Bram Nuytinck, nell'area già affollata dove a marcature saltate regnava la confusione, non si è aggiunto alla calca; in un attimo ha capito che doveva arretrare a coprire lo spicchio di porta dove un piede educato come quello del fantasista spezzino avrebbe potuto bucare il portiere. Aveva visto giusto e da quella capocciata salvifica, sintesi di un'intelligenza superiore (non da oggi s'erano intuiti spessore e spirito leader dell'olandese), è nata la vittoria dell'Udinese a La Spezia: altri tre punti che portano il totale a 7 e l'Udinese al quarto posto assieme all'Inter dopo tre partite. Beninteso senza porre limiti, ecco servito il primo tesoretto per metterci almeno al riparo dalle sofferenze delle ultime tribolate stagioni. Il salvataggio del capitano vale due gol: quello evitato e quello maturato sulle premesse di uno scenario sbocciato negli ultimissimi minuti.

Nessuno mi leva dalla testa che, fosse entrato quel pallone, l'Udinese avrebbe perso la partita: si sarebbe capovolto il quadro tattico ed emotivo a vantaggio dello Spezia, che nei dieci minuti finali si sarebbe potuto concentrare nella rottura, nello spezzare le trame friulane, con buone probabilità di riuscita. Per queste ragioni, nelle pagelle personali assegno a Nuytinck il voto più alto: gli do 8, senza dubbi.

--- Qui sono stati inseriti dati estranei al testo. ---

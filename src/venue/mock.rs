//! Scripted in-process venue
//!
//! Used by tests and local development runs. Quotes at a fixed rate
//! (output = amount x rate) and answers swaps from a scripted queue, so
//! partial fills, failures, and timeouts are all reproducible without a
//! network.

use async_trait::async_trait;
use rust_decimal::Decimal;
use std::collections::VecDeque;
use std::sync::Mutex;

use super::{TokenInfo, VenueClient, VenueError, VenueQuote, VenueSwap};

#[derive(Debug, Clone)]
enum QuoteScript {
    Rate(Decimal),
    Timeout,
    PairNotFound,
    Transient(String),
}

#[derive(Debug, Clone)]
enum SwapScript {
    Fill { tx_hash: String, output: Decimal },
    Transient(String),
    Rejected(String),
}

pub struct MockVenue {
    name: String,
    quote: QuoteScript,
    swaps: Mutex<VecDeque<SwapScript>>,
    token: Option<TokenInfo>,
}

impl MockVenue {
    /// Venue that quotes `output = amount x rate`.
    pub fn quoting(name: &str, rate: Decimal) -> Self {
        Self {
            name: name.to_string(),
            quote: QuoteScript::Rate(rate),
            swaps: Mutex::new(VecDeque::new()),
            token: None,
        }
    }

    pub fn quote_timeout(name: &str) -> Self {
        Self {
            name: name.to_string(),
            quote: QuoteScript::Timeout,
            swaps: Mutex::new(VecDeque::new()),
            token: None,
        }
    }

    pub fn quote_pair_not_found(name: &str) -> Self {
        Self {
            name: name.to_string(),
            quote: QuoteScript::PairNotFound,
            swaps: Mutex::new(VecDeque::new()),
            token: None,
        }
    }

    pub fn quote_transient(name: &str, message: &str) -> Self {
        Self {
            name: name.to_string(),
            quote: QuoteScript::Transient(message.to_string()),
            swaps: Mutex::new(VecDeque::new()),
            token: None,
        }
    }

    /// Queue a successful fill for the next swap call.
    pub fn fill(self, tx_hash: &str, output: Decimal) -> Self {
        self.swaps.lock().unwrap().push_back(SwapScript::Fill {
            tx_hash: tx_hash.to_string(),
            output,
        });
        self
    }

    /// Queue a transient failure for the next swap call.
    pub fn fail_swap(self, message: &str) -> Self {
        self.swaps
            .lock()
            .unwrap()
            .push_back(SwapScript::Transient(message.to_string()));
        self
    }

    /// Queue a non-retryable rejection for the next swap call.
    pub fn reject_swap(self, message: &str) -> Self {
        self.swaps
            .lock()
            .unwrap()
            .push_back(SwapScript::Rejected(message.to_string()));
        self
    }

    pub fn with_token(mut self, token: TokenInfo) -> Self {
        self.token = Some(token);
        self
    }
}

#[async_trait]
impl VenueClient for MockVenue {
    fn name(&self) -> &str {
        &self.name
    }

    async fn quote(&self, _: &str, _: &str, amount: Decimal) -> Result<VenueQuote, VenueError> {
        match &self.quote {
            QuoteScript::Rate(rate) => Ok(VenueQuote {
                output_amount: amount * rate,
                route: vec![],
                price_impact: None,
            }),
            QuoteScript::Timeout => Err(VenueError::Timeout),
            QuoteScript::PairNotFound => Err(VenueError::PairNotFound),
            QuoteScript::Transient(msg) => Err(VenueError::Transient(msg.clone())),
        }
    }

    async fn swap(
        &self,
        _: &str,
        _: &str,
        _: Decimal,
        _: Decimal,
    ) -> Result<VenueSwap, VenueError> {
        match self.swaps.lock().unwrap().pop_front() {
            Some(SwapScript::Fill { tx_hash, output }) => Ok(VenueSwap {
                tx_hash,
                output_amount: output,
            }),
            Some(SwapScript::Transient(msg)) => Err(VenueError::Transient(msg)),
            Some(SwapScript::Rejected(msg)) => Err(VenueError::Rejected(msg)),
            None => Err(VenueError::Transient("no scripted swap".to_string())),
        }
    }

    async fn token_info(&self, address: &str) -> Result<TokenInfo, VenueError> {
        self.token
            .clone()
            .ok_or_else(|| VenueError::TokenNotFound(address.to_string()))
    }
}
//! Logging setup
//!
//! One rolling file (JSON optional) plus colored stdout. `RUST_LOG`
//! overrides the configured level. The returned guard must stay alive for
//! the process lifetime or buffered lines are lost.

use crate::config::LogConfig;
use tracing_appender::non_blocking::WorkerGuard;
use tracing_appender::rolling;
use tracing_subscriber::{EnvFilter, fmt, prelude::*};

pub fn init_logging(config: &LogConfig) -> WorkerGuard {
    let appender = match config.rotation.as_str() {
        "hourly" => rolling::hourly(&config.log_dir, &config.log_file),
        "daily" => rolling::daily(&config.log_dir, &config.log_file),
        _ => rolling::never(&config.log_dir, &config.log_file),
    };
    let (file_writer, guard) = tracing_appender::non_blocking(appender);

    let filter = EnvFilter::try_from_default_env()
        .unwrap_or_else(|_| EnvFilter::new(config.log_level.clone()));
    if config.use_json {
        tracing_subscriber::registry()
            .with(filter)
            .with(
                fmt::layer()
                    .json()
                    .with_target(true)
                    .with_writer(file_writer)
                    .with_ansi(false),
            )
            .with(fmt::layer().with_target(false).with_ansi(true))
            .init();
    } else {
        tracing_subscriber::registry()
            .with(filter)
            .with(
                fmt::layer()
                    .with_target(false)
                    .with_writer(file_writer)
                    .with_ansi(false),
            )
            .with(fmt::layer().with_target(false).with_ansi(true))
            .init();
    }

    guard
}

E senza che la valutazione intacchi i meriti dell'altro protagonista di giornata, il debuttante diciannovenne Lazar Samardzic che a un minuto dal novantesimo ha inventato il gol-vittoria. Il sangue serbo, ricco di immaginazioni, innestato sul rigore tedesco ha generato un prodotto di valore e di grandi prospettive che Pozzo jr ha portato a casa per 3 milioncini da Lipsia, con vincolo contrattuale fino al 2026. Potenzialmente un investimento destinato a rendere - il calcolo è per difetto -  dieci volte tanto nel giro di un paio d'anni.

A stupire è stata l'essenzialità del gesto di Samardzic in una fusione di arte e semplicità: la palla arriva da Makengo, controllo naturale di sinistro, finta che smagnetizza la bussola di due spezzini, poi

entra in scena il destro (che non è il piede buono) per il colpo piazzato dove il portiere non immagina. Il tutto con la naturalezza dei grandi, dei quali sappiamo qualcosa proprio noi che qui abbiamo

avuto Zico, inarrivabile nel concepire e sviluppare trame di tale sostanza.

Tutto bene, allora?  Bene sì, non benissimo, perchè la partita del Picco ha svelato anche zone d'ombra di un'Udinese tetragona nel suo impianto generale eppure vulnerabile nel cuore del campo quando i ritmi si alzano e ai mediani si richiede una superiore reattività e spirito combattivo. Vedansi Walace e poi Arslan, deputati a schermo e rilancio, i meno convincenti nella recita spezzina per le troppe palle perse, per una certa svagatezza fuori contesto nei torridi cimenti con squadre frizzanti e da corsa quali sono le “piccole” del nostro campionato. E Gotti, a ragione, li ha tolti dallo scacchiere pescando nella voglia del giovane Makengo e del vecchio Jajalo. Dai nostri play ci aspettiamo altro  a breve giro: già si profila la sagoma del Napoli

al quale la mano del fegatoso Spalletti sta togliendo la patina di leggerezza incompiuta.

Qui vedremo di che pasta è fatta l'Udinese, con la speranza che il nobile piazzamento di oggi non sappia di usurpato.